======== AVAILABLE RECORDS ========
//! Environment Configuration
//!
//! All runtime configuration comes from environment variables; there are
//! no flags and no config files. Anything unset falls back to a default,
//! and a missing `TOKEN_SECRET` gets a random 32-byte secret generated
//! at boot (signed tokens then only survive for that process).

use rand::RngCore;
use tracing::info;

pub const ENV_TOKEN_SECRET: &str = "TOKEN_SECRET";
pub const ENV_SERVER_PORT: &str = "SERVER_PORT";
pub const ENV_TCP_PORT: &str = "TCP_PORT";
pub const ENV_SHARD_COUNT: &str = "SHARD_COUNT";
pub const ENV_LOGGING_ENVIRONMENT: &str = "LOGGING_ENVIRONMENT";
pub const ENV_LOGGING_LEVEL: &str = "LOGGING_LEVEL";

pub const DEFAULT_SERVER_PORT: u16 = 8080;
pub const DEFAULT_TCP_PORT: u16 = 9090;
pub const DEFAULT_SHARD_COUNT: usize = 64;
pub const DEFAULT_LOGGING_ENVIRONMENT: &str = "production";
pub const DEFAULT_LOGGING_LEVEL: &str = "info";

#[derive(Debug, Clone)]
pub struct Config {
    pub auth: AuthConfig,
    pub server: ServerConfig,
    pub logging: LoggingConfig,
    pub store: StoreConfig,
}

#[derive(Clone)]
pub struct AuthConfig {
    pub token_secret: Vec<u8>,
}

impl std::fmt::Debug for AuthConfig {
    fn fmt(&self, f: &mut std::fmt::Formatter<'_>) -> std::fmt::Result {
        f.debug_struct("AuthConfig")
            .field("token_secret", &"[REDACTED]")
            .finish()
    }
}

#[derive(Debug, Clone)]
pub struct ServerConfig {
    /// HTTP listen port
    pub http_port: u16,
    /// TCP listen port
    pub tcp_port: u16,
}

#[derive(Debug, Clone)]
pub struct LoggingConfig {
    /// `production` selects JSON logs, anything else pretty output
    pub environment: String,
    pub level: String,
}

#[derive(Debug, Clone)]
pub struct StoreConfig {
    /// Default shard count for new buckets
    pub shard_count: usize,
}

impl Config {
    pub fn from_env() -> Self {
        let token_secret = match env_str(ENV_TOKEN_SECRET) {
            Some(secret) if !secret.is_empty() => secret.into_bytes(),
            _ => generate_random_secret(),
        };

        Self {
            auth: AuthConfig { token_secret },
            server: ServerConfig {
                http_port: env_parsed(ENV_SERVER_PORT, DEFAULT_SERVER_PORT),
                tcp_port: env_parsed(ENV_TCP_PORT, DEFAULT_TCP_PORT),
            },
            logging: LoggingConfig {
                environment: env_str(ENV_LOGGING_ENVIRONMENT)
                    .unwrap_or_else(|| DEFAULT_LOGGING_ENVIRONMENT.to_string()),
                level: env_str(ENV_LOGGING_LEVEL)
                    .unwrap_or_else(|| DEFAULT_LOGGING_LEVEL.to_string()),
            },
            store: StoreConfig {
                shard_count: env_parsed(ENV_SHARD_COUNT, DEFAULT_SHARD_COUNT),
            },
        }
    }
}

fn env_str(key: &str) -> Option<String> {
    std::env::var(key).ok()
}

fn env_parsed<T: std::str::FromStr>(key: &str, default: T) -> T {
    std::env::var(key)
        .ok()
        .and_then(|v| v.trim().parse().ok())
        .unwrap_or(default)
}

fn generate_random_secret() -> Vec<u8> {
    let mut secret = vec![0u8; 32];
    rand::rng().fill_bytes(&mut secret);
    info!("generated random token secret for this session");
    secret
}

#[cfg(test)]
mod tests {
    use super::*;

    #[test]
    fn test_defaults_without_env() {
        // Env vars are process-global; only assert the fields this test
        // does not mutate elsewhere.
        let config = Config::from_env();
        assert!(!config.auth.token_secret.is_empty());
        assert!(config.store.shard_count >= 1);
    }

    #[test]
    fn test_env_parsed_falls_back_on_garbage() {
        std::env::set_var("VAULTKV_TEST_PORT", "not-a-number");
        assert_eq!(env_parsed("VAULTKV_TEST_PORT", 1234u16), 1234);
        std::env::set_var("VAULTKV_TEST_PORT", " 4321 ");
        assert_eq!(env_parsed("VAULTKV_TEST_PORT", 1234u16), 4321);
        std::env::remove_var("VAULTKV_TEST_PORT");
    }

    #[test]
    fn test_random_secret_length() {
        assert_eq!(generate_random_secret().len(), 32);
        assert_ne!(generate_random_secret(), generate_random_secret());
    }

    #[test]
    fn test_auth_config_debug_redacts() {
        let cfg = AuthConfig {
            token_secret: b"super-secret".to_vec(),
        };
        let debug = format!("{cfg:?}");
        assert!(!debug.contains("super-secret"));
        assert!(debug.contains("REDACTED"));
    }
}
========
- WHAT THE TASK REQUIRES: Restate exactly the records above from their first line through the line that holds "pub const DEFAULT_SERVER_PORT: u16 = 8080;", please, including both and leaving out all others.

- RESULT OF THE EXERCISE:
//! Environment Configuration
//!
//! All runtime configuration comes from environment variables; there are
//! no flags and no config files. Anything unset falls back to a default,
//! and a missing `TOKEN_SECRET` gets a random 32-byte secret generated
//! at boot (signed tokens then only survive for that process).

use rand::RngCore;
use tracing::info;

pub const ENV_TOKEN_SECRET: &str = "TOKEN_SECRET";
pub const ENV_SERVER_PORT: &str = "SERVER_PORT";
pub const ENV_TCP_PORT: &str = "TCP_PORT";
pub const ENV_SHARD_COUNT: &str = "SHARD_COUNT";
pub const ENV_LOGGING_ENVIRONMENT: &str = "LOGGING_ENVIRONMENT";
pub const ENV_LOGGING_LEVEL: &str = "LOGGING_LEVEL";

pub const DEFAULT_SERVER_PORT: u16 = 8080;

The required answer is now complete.